[Stored data entries]

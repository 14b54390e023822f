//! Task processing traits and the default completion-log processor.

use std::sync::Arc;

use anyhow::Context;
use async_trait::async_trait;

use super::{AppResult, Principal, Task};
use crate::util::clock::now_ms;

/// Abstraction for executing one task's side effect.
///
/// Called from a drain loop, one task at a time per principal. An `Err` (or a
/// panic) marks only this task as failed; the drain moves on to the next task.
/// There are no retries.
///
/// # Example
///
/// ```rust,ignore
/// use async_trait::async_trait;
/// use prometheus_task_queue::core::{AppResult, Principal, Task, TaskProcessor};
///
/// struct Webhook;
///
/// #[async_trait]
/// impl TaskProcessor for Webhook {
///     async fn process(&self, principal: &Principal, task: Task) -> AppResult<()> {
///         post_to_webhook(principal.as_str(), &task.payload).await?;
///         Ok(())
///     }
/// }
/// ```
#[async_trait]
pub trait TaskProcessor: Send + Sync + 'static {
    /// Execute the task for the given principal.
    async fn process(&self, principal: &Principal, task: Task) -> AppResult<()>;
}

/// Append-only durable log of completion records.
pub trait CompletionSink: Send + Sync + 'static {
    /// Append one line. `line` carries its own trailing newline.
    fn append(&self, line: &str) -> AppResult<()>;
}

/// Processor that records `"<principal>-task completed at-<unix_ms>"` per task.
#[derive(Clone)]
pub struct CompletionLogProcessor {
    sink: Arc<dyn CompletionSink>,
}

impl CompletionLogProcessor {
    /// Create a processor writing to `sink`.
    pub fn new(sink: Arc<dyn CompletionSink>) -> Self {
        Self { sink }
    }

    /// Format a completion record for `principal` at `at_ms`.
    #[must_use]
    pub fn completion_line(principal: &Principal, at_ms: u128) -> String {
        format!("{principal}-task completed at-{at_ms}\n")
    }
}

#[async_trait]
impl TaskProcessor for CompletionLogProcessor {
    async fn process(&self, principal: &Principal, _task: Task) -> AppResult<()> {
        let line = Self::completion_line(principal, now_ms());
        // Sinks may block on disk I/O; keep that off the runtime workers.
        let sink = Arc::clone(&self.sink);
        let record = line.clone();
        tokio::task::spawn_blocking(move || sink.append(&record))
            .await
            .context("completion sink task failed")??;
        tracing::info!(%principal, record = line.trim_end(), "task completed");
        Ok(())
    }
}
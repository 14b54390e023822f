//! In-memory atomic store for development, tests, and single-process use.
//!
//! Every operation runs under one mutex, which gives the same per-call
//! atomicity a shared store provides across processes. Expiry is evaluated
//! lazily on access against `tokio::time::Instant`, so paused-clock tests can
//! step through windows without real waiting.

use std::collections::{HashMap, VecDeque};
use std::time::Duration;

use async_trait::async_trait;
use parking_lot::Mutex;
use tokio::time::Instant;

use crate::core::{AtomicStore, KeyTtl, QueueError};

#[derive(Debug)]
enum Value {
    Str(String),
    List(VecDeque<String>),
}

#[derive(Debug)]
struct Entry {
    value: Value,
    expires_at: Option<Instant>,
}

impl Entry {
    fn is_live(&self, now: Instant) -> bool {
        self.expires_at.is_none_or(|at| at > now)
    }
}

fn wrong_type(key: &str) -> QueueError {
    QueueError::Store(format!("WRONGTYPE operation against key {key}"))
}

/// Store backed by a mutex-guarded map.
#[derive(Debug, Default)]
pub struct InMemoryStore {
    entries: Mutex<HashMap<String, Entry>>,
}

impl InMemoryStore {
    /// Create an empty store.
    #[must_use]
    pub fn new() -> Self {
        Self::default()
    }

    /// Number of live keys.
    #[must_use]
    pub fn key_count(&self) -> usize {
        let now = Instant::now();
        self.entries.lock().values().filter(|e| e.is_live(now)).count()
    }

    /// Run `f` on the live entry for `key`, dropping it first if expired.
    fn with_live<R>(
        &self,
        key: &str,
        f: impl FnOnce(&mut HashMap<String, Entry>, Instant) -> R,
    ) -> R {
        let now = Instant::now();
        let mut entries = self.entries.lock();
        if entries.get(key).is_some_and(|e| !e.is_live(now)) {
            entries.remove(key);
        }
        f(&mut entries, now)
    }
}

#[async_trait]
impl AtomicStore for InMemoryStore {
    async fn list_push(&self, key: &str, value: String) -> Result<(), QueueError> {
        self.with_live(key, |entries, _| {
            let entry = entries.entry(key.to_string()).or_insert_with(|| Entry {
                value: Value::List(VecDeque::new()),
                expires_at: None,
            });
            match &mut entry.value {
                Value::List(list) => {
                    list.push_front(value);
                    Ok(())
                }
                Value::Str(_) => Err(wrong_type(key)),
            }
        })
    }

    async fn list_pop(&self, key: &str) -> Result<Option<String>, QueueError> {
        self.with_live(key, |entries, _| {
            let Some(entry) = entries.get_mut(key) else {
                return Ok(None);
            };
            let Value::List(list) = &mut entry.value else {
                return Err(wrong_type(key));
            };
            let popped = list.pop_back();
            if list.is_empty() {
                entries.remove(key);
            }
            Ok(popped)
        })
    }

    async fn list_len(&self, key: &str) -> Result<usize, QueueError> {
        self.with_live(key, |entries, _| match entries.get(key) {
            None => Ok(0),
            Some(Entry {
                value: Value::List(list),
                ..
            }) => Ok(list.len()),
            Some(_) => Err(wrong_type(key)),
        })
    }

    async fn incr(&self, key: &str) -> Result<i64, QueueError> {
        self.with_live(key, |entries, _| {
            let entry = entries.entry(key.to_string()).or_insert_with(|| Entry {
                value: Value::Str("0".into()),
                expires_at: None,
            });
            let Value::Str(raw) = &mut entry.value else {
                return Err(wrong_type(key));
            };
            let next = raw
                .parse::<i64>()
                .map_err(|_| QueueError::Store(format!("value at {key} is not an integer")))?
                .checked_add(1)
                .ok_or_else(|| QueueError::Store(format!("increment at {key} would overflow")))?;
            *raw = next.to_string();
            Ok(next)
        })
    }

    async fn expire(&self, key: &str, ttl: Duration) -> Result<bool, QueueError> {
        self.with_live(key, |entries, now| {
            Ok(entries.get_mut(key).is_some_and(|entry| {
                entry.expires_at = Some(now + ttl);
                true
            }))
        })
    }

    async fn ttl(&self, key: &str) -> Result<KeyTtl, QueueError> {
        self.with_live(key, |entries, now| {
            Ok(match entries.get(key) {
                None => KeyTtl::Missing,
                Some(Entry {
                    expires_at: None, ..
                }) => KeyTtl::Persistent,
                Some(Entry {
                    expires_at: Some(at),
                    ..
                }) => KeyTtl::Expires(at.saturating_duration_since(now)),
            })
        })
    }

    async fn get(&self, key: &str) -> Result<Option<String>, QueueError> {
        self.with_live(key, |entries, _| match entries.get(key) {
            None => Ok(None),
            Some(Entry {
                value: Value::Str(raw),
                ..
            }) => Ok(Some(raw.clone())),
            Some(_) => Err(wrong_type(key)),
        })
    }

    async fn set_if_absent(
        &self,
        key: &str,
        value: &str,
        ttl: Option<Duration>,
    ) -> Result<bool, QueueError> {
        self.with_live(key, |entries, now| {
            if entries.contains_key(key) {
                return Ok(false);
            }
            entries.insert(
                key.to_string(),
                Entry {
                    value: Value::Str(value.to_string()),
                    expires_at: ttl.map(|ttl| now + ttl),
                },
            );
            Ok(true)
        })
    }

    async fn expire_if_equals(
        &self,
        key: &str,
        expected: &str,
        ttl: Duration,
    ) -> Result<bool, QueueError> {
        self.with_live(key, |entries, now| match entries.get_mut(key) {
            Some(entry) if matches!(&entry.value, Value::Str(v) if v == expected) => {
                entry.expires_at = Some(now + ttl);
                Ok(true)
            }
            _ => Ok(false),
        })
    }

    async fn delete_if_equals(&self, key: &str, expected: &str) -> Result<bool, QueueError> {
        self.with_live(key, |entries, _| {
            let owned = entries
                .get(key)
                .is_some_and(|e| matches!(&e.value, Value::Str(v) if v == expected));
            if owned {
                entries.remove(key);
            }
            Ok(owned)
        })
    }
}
==
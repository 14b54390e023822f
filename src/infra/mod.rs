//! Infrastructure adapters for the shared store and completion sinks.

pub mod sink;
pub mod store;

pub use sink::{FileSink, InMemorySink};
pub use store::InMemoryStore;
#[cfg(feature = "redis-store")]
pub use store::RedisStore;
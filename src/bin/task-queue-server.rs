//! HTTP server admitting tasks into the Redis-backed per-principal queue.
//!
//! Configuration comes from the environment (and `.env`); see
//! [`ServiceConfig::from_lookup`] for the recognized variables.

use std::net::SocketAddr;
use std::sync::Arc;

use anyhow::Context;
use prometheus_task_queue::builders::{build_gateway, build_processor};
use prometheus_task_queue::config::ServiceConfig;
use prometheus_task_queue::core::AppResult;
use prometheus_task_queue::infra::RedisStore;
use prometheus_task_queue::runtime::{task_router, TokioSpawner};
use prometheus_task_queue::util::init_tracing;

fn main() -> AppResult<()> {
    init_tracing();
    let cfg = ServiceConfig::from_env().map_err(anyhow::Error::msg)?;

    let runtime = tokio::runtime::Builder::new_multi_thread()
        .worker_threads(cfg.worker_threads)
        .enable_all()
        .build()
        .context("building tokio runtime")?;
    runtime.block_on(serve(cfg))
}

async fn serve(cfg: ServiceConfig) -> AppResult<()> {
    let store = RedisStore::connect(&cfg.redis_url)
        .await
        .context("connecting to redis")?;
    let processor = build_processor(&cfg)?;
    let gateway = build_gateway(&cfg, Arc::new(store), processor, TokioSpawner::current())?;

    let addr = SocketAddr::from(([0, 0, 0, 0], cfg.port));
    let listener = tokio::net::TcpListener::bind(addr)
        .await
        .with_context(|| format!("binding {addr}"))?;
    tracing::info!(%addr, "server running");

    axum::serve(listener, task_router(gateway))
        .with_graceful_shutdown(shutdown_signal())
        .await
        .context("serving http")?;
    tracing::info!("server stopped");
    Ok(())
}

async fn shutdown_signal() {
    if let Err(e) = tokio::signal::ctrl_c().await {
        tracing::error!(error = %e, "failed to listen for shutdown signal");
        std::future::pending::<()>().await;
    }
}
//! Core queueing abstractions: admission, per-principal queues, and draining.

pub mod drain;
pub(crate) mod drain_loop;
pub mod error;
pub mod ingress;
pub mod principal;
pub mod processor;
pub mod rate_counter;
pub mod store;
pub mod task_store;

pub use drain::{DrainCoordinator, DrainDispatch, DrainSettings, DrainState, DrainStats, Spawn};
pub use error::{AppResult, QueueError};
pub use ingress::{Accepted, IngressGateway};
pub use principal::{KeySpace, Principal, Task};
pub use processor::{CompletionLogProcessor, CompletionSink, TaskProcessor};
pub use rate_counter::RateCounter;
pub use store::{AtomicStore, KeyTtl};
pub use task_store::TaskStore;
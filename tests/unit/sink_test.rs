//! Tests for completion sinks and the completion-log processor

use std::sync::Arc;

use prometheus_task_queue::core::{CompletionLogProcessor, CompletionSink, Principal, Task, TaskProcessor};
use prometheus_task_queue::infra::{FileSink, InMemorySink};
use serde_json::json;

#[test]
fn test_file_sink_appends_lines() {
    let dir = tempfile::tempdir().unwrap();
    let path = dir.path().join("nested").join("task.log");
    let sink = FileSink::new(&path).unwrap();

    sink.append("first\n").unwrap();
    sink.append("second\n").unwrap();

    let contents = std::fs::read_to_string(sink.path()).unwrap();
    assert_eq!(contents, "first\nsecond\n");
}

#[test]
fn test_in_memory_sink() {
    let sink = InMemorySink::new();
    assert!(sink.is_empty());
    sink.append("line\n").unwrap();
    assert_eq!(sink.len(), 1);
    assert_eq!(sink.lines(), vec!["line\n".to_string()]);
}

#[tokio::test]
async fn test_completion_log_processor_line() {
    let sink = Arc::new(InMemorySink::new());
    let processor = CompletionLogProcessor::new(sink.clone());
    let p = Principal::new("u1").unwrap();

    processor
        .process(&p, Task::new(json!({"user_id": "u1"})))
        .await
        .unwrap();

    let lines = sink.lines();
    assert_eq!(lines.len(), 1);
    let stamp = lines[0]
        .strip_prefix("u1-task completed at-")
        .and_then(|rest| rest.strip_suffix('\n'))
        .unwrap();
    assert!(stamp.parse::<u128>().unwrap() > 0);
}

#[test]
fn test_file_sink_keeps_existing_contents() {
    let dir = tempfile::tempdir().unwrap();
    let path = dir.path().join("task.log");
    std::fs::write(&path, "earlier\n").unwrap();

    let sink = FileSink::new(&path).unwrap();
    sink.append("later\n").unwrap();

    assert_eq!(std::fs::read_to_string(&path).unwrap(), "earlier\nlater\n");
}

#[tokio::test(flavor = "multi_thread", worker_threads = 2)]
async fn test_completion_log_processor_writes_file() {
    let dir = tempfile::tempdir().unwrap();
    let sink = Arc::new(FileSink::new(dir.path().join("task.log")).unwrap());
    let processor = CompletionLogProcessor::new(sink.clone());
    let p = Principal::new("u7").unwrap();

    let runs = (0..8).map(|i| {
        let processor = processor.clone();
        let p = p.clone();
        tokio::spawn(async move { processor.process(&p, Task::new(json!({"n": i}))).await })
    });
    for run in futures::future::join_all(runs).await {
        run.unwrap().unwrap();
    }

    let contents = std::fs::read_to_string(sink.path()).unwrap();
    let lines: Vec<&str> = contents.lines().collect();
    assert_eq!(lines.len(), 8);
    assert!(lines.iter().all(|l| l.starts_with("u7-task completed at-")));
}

# [What is required]
Return each line from the entries above that includes "InMemoryStore".

# [Reply to the exercise]
pub struct InMemoryStore {
impl InMemoryStore {
impl AtomicStore for InMemoryStore {
pub use store::InMemoryStore;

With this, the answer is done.